*** Material for the task Section Begins ***

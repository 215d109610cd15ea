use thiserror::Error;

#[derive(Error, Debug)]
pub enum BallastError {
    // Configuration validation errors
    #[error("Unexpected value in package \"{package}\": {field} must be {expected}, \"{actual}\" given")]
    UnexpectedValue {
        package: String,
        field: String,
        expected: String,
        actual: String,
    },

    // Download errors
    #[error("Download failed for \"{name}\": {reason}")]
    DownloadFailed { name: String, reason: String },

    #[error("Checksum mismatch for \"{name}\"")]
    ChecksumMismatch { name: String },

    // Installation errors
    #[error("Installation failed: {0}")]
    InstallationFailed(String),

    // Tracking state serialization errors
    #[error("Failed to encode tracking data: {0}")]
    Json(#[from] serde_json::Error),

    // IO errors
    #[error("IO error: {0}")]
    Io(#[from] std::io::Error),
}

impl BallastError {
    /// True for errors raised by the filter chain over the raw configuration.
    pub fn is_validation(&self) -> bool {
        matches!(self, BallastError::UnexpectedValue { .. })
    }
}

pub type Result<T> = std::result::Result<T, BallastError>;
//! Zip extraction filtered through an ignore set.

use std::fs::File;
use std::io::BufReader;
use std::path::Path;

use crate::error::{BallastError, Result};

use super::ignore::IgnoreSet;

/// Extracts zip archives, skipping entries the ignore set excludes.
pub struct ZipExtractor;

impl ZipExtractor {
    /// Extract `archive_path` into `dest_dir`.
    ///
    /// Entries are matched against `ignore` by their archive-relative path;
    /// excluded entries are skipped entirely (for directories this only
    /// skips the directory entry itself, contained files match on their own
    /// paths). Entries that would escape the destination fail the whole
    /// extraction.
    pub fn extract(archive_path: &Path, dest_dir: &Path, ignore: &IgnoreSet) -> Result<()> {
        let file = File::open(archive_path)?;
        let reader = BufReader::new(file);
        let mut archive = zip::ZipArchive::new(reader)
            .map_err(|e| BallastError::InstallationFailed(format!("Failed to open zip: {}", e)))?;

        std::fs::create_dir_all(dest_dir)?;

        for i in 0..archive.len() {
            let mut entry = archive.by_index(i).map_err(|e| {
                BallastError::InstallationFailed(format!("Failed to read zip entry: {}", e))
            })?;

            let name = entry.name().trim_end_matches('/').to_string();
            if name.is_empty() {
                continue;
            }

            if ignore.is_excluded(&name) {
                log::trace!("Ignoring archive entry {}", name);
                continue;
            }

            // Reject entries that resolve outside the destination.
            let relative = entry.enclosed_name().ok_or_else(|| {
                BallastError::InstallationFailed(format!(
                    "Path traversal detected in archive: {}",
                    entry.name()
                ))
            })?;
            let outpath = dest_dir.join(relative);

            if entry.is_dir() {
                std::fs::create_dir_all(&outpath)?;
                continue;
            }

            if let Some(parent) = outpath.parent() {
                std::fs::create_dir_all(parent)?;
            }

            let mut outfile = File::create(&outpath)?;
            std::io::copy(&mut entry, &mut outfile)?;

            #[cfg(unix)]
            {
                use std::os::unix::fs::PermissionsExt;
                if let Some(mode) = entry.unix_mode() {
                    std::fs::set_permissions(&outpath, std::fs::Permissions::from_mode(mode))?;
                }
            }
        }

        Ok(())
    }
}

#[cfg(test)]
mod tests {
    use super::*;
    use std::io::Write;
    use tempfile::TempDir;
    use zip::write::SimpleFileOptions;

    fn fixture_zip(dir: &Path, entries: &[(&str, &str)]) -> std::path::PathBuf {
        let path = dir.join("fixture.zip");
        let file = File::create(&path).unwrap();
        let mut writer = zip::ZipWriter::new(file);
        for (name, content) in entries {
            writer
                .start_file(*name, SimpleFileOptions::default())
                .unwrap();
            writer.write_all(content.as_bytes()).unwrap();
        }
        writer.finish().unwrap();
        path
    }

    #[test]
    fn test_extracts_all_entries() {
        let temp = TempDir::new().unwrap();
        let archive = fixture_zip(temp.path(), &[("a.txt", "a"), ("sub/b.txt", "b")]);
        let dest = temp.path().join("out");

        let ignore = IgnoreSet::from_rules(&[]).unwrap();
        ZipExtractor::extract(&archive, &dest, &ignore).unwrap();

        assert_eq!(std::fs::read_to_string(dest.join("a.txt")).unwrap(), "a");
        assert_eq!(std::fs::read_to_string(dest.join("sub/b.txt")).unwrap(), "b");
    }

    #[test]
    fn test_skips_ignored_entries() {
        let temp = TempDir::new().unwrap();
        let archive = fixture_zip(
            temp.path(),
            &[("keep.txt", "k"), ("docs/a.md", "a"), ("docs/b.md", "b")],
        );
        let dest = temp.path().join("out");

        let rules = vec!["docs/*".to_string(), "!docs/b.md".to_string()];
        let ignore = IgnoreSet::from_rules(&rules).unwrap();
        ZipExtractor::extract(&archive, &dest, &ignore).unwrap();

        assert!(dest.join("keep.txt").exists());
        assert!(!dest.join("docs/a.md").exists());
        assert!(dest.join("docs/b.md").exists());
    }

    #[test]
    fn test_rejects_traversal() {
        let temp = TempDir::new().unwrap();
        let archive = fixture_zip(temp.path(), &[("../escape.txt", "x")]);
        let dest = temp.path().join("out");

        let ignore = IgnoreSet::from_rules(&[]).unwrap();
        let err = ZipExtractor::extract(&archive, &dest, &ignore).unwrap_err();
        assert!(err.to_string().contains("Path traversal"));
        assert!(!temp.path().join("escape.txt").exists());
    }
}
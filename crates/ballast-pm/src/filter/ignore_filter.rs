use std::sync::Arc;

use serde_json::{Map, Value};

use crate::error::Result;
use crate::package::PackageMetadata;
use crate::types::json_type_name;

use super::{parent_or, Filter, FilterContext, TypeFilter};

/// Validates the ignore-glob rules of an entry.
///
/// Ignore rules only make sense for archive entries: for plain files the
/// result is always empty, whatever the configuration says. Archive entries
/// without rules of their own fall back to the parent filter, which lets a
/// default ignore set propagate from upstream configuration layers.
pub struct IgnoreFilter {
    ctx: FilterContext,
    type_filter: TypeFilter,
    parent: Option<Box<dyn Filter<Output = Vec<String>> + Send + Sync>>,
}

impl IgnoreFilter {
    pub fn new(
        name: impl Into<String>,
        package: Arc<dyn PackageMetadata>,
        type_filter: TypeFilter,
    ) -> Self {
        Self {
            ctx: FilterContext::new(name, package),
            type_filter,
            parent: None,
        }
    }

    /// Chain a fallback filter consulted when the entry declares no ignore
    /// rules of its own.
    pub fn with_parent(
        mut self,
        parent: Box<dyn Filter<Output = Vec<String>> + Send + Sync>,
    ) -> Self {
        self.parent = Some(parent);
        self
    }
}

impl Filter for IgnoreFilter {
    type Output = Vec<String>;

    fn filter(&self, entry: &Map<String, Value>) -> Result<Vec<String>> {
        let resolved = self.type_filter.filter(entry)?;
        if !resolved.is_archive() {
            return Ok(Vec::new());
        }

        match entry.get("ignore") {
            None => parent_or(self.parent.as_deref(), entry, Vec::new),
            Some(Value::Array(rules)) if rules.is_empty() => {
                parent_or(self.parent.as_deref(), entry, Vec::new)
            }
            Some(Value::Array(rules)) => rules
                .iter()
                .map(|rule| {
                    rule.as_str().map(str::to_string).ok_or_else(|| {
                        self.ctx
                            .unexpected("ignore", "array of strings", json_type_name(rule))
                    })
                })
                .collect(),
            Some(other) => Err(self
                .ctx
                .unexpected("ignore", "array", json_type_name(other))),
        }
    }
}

*** Material for the task Section Ends ***

→ **Brief**
Collect the lines of the records that include the string "reason".

→ **Written response**
    #[error("Download failed for \"{name}\": {reason}")]
    DownloadFailed { name: String, reason: String },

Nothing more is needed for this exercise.